Styrene monooxygenase (SMO) can produce chiral (S)-styrene oxide, an important chemical intermediate for several drugs and functional food ingredients, by epoxidation of the vinyl group of styrene. SMO consists of two separate enzymes, an NADH-FAD oxidoreductase (StyB) and an FAD-dependent hydroxylase (StyA). The reaction requires the continuous regeneration of NADH by carbon metabolism, and the whole cells expressing SMO rather than purified SMO enzymes, are being employed for catalysis. This study focuses on the development of various whole-cell biocatalysts containing SMO genes (styAB) of Pseudomonas putida SN1 and comparison of their performance. With Escherichia coli BL21 as a host, three types of recombinants were developed: pET system with strong promoter T7, pBAD system with arabinose promoter, and pET-chaperon system where various chaperons were co-expressed in pET system.

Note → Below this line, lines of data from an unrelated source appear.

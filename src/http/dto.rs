//! Wire-format request/response bodies for the HTTP surface.

use crate::config::Config;
use crate::dsl::{PriorDocument, RewardDocument};
use serde::{Deserialize, Serialize};

#[derive(Deserialize)]
pub struct CreateEpisodeRequest {
    #[serde(flatten)]
    pub config: Config,
}

#[derive(Serialize)]
pub struct CreateEpisodeResponse {
    pub id: String,
}

#[derive(Deserialize)]
pub struct TrainRequest {
    pub episode_id: String,
    #[serde(default = "default_episodes")]
    pub episodes: usize,
    #[serde(default = "default_episode_len")]
    pub episode_len: usize,
    #[serde(default)]
    pub use_llm: bool,
    #[serde(default)]
    pub task_description: Option<String>,
    #[serde(default)]
    pub model: Option<String>,
}

fn default_episodes() -> usize {
    10
}

fn default_episode_len() -> usize {
    200
}

#[derive(Serialize)]
pub struct TrainResponse {
    pub started: bool,
    pub use_llm: bool,
}

#[derive(Deserialize)]
pub struct StopQuery {
    pub episode_id: String,
}

#[derive(Serialize)]
pub struct StopResponse {
    pub episode_id: String,
    pub stopped: bool,
}

#[derive(Deserialize)]
pub struct StreamQuery {
    pub episode_id: String,
    #[serde(default)]
    pub cursor: usize,
}

#[derive(Deserialize)]
pub struct LlmGenerateRequest {
    pub task_description: String,
    #[serde(default)]
    pub env_params: serde_json::Value,
    #[serde(default = "default_model")]
    pub model: String,
    #[serde(default = "default_temperature")]
    pub temperature: f32,
    #[serde(default)]
    pub use_cot: bool,
    #[serde(default = "default_true")]
    pub use_basic_apis: bool,
}

fn default_model() -> String {
    "gemini-2.0-flash-exp".to_string()
}

fn default_temperature() -> f32 {
    0.2
}

fn default_true() -> bool {
    true
}

#[derive(Serialize)]
pub struct LlmGenerateResponse {
    pub prior: PriorDocument,
    pub reward: RewardDocument,
    pub raw_model_output: String,
}

#[derive(Deserialize)]
pub struct LlmValidateRequest {
    pub prior: PriorDocument,
    pub reward: RewardDocument,
}

#[derive(Serialize)]
pub struct LlmValidateResponse {
    pub valid: bool,
    pub error: Option<String>,
}

#[derive(Serialize)]
pub struct LlmOperationsResponse {
    pub operations: Vec<OperationInfo>,
    pub metrics: Vec<MetricInfo>,
}

#[derive(Serialize)]
pub struct OperationInfo {
    pub name: &'static str,
    pub description: &'static str,
    pub parameters: &'static [&'static str],
}

#[derive(Serialize)]
pub struct MetricInfo {
    pub name: &'static str,
    pub range: &'static str,
}

#[derive(Serialize)]
pub struct HealthResponse {
    pub status: &'static str,
}

#[derive(Serialize)]
pub struct LlmHealthResponse {
    pub healthy: bool,
}
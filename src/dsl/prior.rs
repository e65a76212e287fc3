//! Validates a structured prior-policy document and compiles it into a
//! `state -> action` function by summing whitelisted weighted operations.

use crate::env::StateDict;
use crate::error::AppError;
use serde::{Deserialize, Serialize};
use std::sync::Arc;

/// Radii in a prior term share the same `r_sense`-style normalization as
/// the environment's own `[0,1]` radii; this factor converts a normalized
/// radius into the grid-unit scale neighbor distances are expressed in,
/// mirroring the `r_sense * grid_size/8` convention used when the
/// environment builds neighbor lists for a reference grid of size 64. See
/// DESIGN.md for the resolved Open Question this constant settles.
const RADIUS_GRID_SCALE: f32 = 8.0;

const DEFAULT_MAX_SPEED: f32 = 0.5;

#[derive(Clone, Debug, Serialize, Deserialize)]
pub struct PriorTerm {
    pub op: String,
    pub weight: f32,
    #[serde(default)]
    pub radius: Option<f32>,
    #[serde(default)]
    pub cell_size: Option<f32>,
}

#[derive(Clone, Debug, Serialize, Deserialize)]
pub struct ClampSpec {
    #[serde(default = "default_max_speed")]
    pub max_speed: f32,
}

fn default_max_speed() -> f32 {
    DEFAULT_MAX_SPEED
}

impl Default for ClampSpec {
    fn default() -> Self {
        ClampSpec { max_speed: DEFAULT_MAX_SPEED }
    }
}

#[derive(Clone, Debug, Serialize, Deserialize)]
pub struct PriorDocument {
    pub terms: Vec<PriorTerm>,
    #[serde(default)]
    pub clamp: ClampSpec,
}

const WHITELISTED_OPS: &[&str] = &[
    "move_to_shape_center",
    "avoid_neighbors",
    "keep_grid_uniformity",
    "synchronize_velocity",
    "explore_empty_cells",
];

#[derive(Clone, Copy, Debug)]
enum Op {
    MoveToShapeCenter,
    AvoidNeighbors,
    KeepGridUniformity,
    SynchronizeVelocity,
    ExploreEmptyCells,
}

#[derive(Clone, Debug)]
struct CompiledTerm {
    op: Op,
    weight: f32,
    radius: Option<f32>,
}

#[derive(Clone)]
pub struct CompiledPrior {
    terms: Arc<Vec<CompiledTerm>>,
    max_speed: f32,
}

pub fn validate(doc: &PriorDocument) -> Result<(), AppError> {
    if doc.clamp.max_speed <= 0.0 {
        return Err(AppError::SchemaViolation("clamp.max_speed must be positive".to_string()));
    }
    for term in &doc.terms {
        if !WHITELISTED_OPS.contains(&term.op.as_str()) {
            return Err(AppError::SchemaViolation(format!("unknown prior operation '{}'", term.op)));
        }
        if !(0.0..=1.0).contains(&term.weight) {
            return Err(AppError::SchemaViolation(format!("weight {} out of range [0,1]", term.weight)));
        }
        if let Some(r) = term.radius {
            if !(0.0..=1.0).contains(&r) {
                return Err(AppError::SchemaViolation(format!("radius {r} out of range [0,1]")));
            }
        }
        if let Some(cs) = term.cell_size {
            if !(0.0..=2.0).contains(&cs) {
                return Err(AppError::SchemaViolation(format!("cell_size {cs} out of range [0,2]")));
            }
        }
    }
    Ok(())
}

pub fn compile(doc: &PriorDocument) -> Result<CompiledPrior, AppError> {
    validate(doc)?;
    let terms = doc
        .terms
        .iter()
        .map(|t| {
            let op = match t.op.as_str() {
                "move_to_shape_center" => Op::MoveToShapeCenter,
                "avoid_neighbors" => Op::AvoidNeighbors,
                "keep_grid_uniformity" => Op::KeepGridUniformity,
                "synchronize_velocity" => Op::SynchronizeVelocity,
                "explore_empty_cells" => Op::ExploreEmptyCells,
                other => unreachable!("validate() already rejected op '{other}'"),
            };
            CompiledTerm { op, weight: t.weight, radius: t.radius }
        })
        .collect();
    Ok(CompiledPrior { terms: Arc::new(terms), max_speed: doc.clamp.max_speed })
}

impl CompiledPrior {
    pub fn eval(&self, state: &StateDict) -> (f32, f32) {
        let mut acc = (0.0f32, 0.0f32);
        for term in self.terms.iter() {
            let contribution = eval_op(term, state);
            acc.0 += contribution.0 * term.weight;
            acc.1 += contribution.1 * term.weight;
        }
        clamp_norm(acc, self.max_speed)
    }
}

fn eval_op(term: &CompiledTerm, state: &StateDict) -> (f32, f32) {
    let (x, y) = match term.op {
        Op::MoveToShapeCenter => move_to_shape_center(state),
        Op::AvoidNeighbors => avoid_neighbors(state, term.radius.unwrap_or(1.0)),
        Op::KeepGridUniformity => keep_grid_uniformity(state),
        Op::SynchronizeVelocity => synchronize_velocity(state),
        Op::ExploreEmptyCells => explore_empty_cells(state),
    };
    if x.is_finite() && y.is_finite() {
        (x, y)
    } else {
        tracing::warn!(op = ?term.op, "prior operation produced a non-finite contribution; degrading to zero");
        (0.0, 0.0)
    }
}

fn move_to_shape_center(state: &StateDict) -> (f32, f32) {
    let dx = state.target_center.0 - state.position.0;
    let dy = state.target_center.1 - state.position.1;
    unit_or_zero(dx, dy)
}

fn avoid_neighbors(state: &StateDict, radius: f32) -> (f32, f32) {
    let thr = radius * RADIUS_GRID_SCALE;
    let mut acc = (0.0f32, 0.0f32);
    for n in &state.neighbors {
        let dx = state.position.0 - n.position.0;
        let dy = state.position.1 - n.position.1;
        let d2 = dx * dx + dy * dy;
        if d2.sqrt() <= thr {
            let inv = 1.0 / (d2 + 1e-6);
            acc.0 += dx * inv;
            acc.1 += dy * inv;
        }
    }
    acc
}

fn keep_grid_uniformity(state: &StateDict) -> (f32, f32) {
    if state.neighbors.is_empty() {
        return (0.0, 0.0);
    }
    let n = state.neighbors.len() as f32;
    let mean = state.neighbors.iter().fold((0.0, 0.0), |(ax, ay), nb| (ax + nb.position.0, ay + nb.position.1));
    let mean = (mean.0 / n, mean.1 / n);
    (0.1 * (mean.0 - state.position.0), 0.1 * (mean.1 - state.position.1))
}

fn synchronize_velocity(state: &StateDict) -> (f32, f32) {
    if state.neighbors.is_empty() {
        return (0.0, 0.0);
    }
    let n = state.neighbors.len() as f32;
    let mean = state.neighbors.iter().fold((0.0, 0.0), |(ax, ay), nb| (ax + nb.velocity.0, ay + nb.velocity.1));
    let mean = (mean.0 / n, mean.1 / n);
    (mean.0 - state.velocity.0, mean.1 - state.velocity.1)
}

fn explore_empty_cells(state: &StateDict) -> (f32, f32) {
    match state.nearby_cells.first() {
        Some(&(cx, cy)) => unit_or_zero(cx - state.position.0, cy - state.position.1),
        None => (0.0, 0.0),
    }
}

fn unit_or_zero(dx: f32, dy: f32) -> (f32, f32) {
    let d = (dx * dx + dy * dy).sqrt();
    if d < 1e-6 {
        (0.0, 0.0)
    } else {
        (dx / d, dy / d)
    }
}

fn clamp_norm(v: (f32, f32), max_speed: f32) -> (f32, f32) {
    let norm = (v.0 * v.0 + v.1 * v.1).sqrt();
    if norm > max_speed && norm > 0.0 {
        let scale = max_speed / norm;
        (v.0 * scale, v.1 * scale)
    } else {
        v
    }
}

#[cfg(test)]
mod tests {
    use super::*;
    use crate::env::Neighbor;

    fn state(position: (f32, f32), target_center: (f32, f32)) -> StateDict {
        StateDict { position, velocity: (0.0, 0.0), target_center, neighbors: Vec::new(), nearby_cells: Vec::new() }
    }

    #[test]
    fn unknown_op_is_rejected() {
        let doc = PriorDocument {
            terms: vec![PriorTerm { op: "rm_rf".to_string(), weight: 0.5, radius: None, cell_size: None }],
            clamp: ClampSpec::default(),
        };
        assert!(matches!(validate(&doc), Err(AppError::SchemaViolation(_))));
    }

    #[test]
    fn move_to_shape_center_at_target_is_zero() {
        let doc = PriorDocument {
            terms: vec![PriorTerm { op: "move_to_shape_center".to_string(), weight: 0.6, radius: None, cell_size: None }],
            clamp: ClampSpec::default(),
        };
        let compiled = compile(&doc).unwrap();
        let s = state((5.0, 5.0), (5.0, 5.0));
        assert_eq!(compiled.eval(&s), (0.0, 0.0));
    }

    #[test]
    fn result_never_exceeds_max_speed() {
        let doc = PriorDocument {
            terms: vec![PriorTerm { op: "move_to_shape_center".to_string(), weight: 1.0, radius: None, cell_size: None }],
            clamp: ClampSpec { max_speed: 0.2 },
        };
        let compiled = compile(&doc).unwrap();
        let s = state((0.0, 0.0), (10.0, 0.0));
        let (x, y) = compiled.eval(&s);
        assert!((x * x + y * y).sqrt() <= 0.2 + 1e-6);
    }

    #[test]
    fn synchronize_velocity_matches_neighbor_mean() {
        let doc = PriorDocument {
            terms: vec![PriorTerm { op: "synchronize_velocity".to_string(), weight: 1.0, radius: None, cell_size: None }],
            clamp: ClampSpec { max_speed: 10.0 },
        };
        let compiled = compile(&doc).unwrap();
        let mut s = state((0.0, 0.0), (0.0, 0.0));
        s.velocity = (0.0, 0.0);
        s.neighbors = vec![
            Neighbor { position: (1.0, 0.0), velocity: (1.0, 1.0) },
            Neighbor { position: (0.0, 1.0), velocity: (0.0, 2.0) },
        ];
        let (x, y) = compiled.eval(&s);
        assert!((x - 0.5).abs() < 1e-5);
        assert!((y - 1.5).abs() < 1e-5);
    }

    #[test]
    fn compiling_twice_is_equivalent() {
        let doc = PriorDocument {
            terms: vec![PriorTerm { op: "move_to_shape_center".to_string(), weight: 0.5, radius: None, cell_size: None }],
            clamp: ClampSpec::default(),
        };
        let a = compile(&doc).unwrap();
        let b = compile(&doc).unwrap();
        let s = state((0.0, 0.0), (3.0, 4.0));
        assert_eq!(a.eval(&s), b.eval(&s));
    }
}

With P. putida SN1, two biocatalysts were developed, a styAB self-cloned recombinant and a styC knockout mutant of SN1 that was devoid of the degradation activity of styrene oxide to phenyl acetaldehyde. In addition, various E. coli strains which have genetic modifications in carbon metabolic pathways and electron transport chain were constructed and evaluated. By choosing a proper expression system for styAB and through a series of metabolic engineering of the host strain, it was possible to obtain a highly active whole-cell SMO biocatalyst with the specific activity > 500 U/ g cell which is more than 5 fold higher than the highest one reported so far.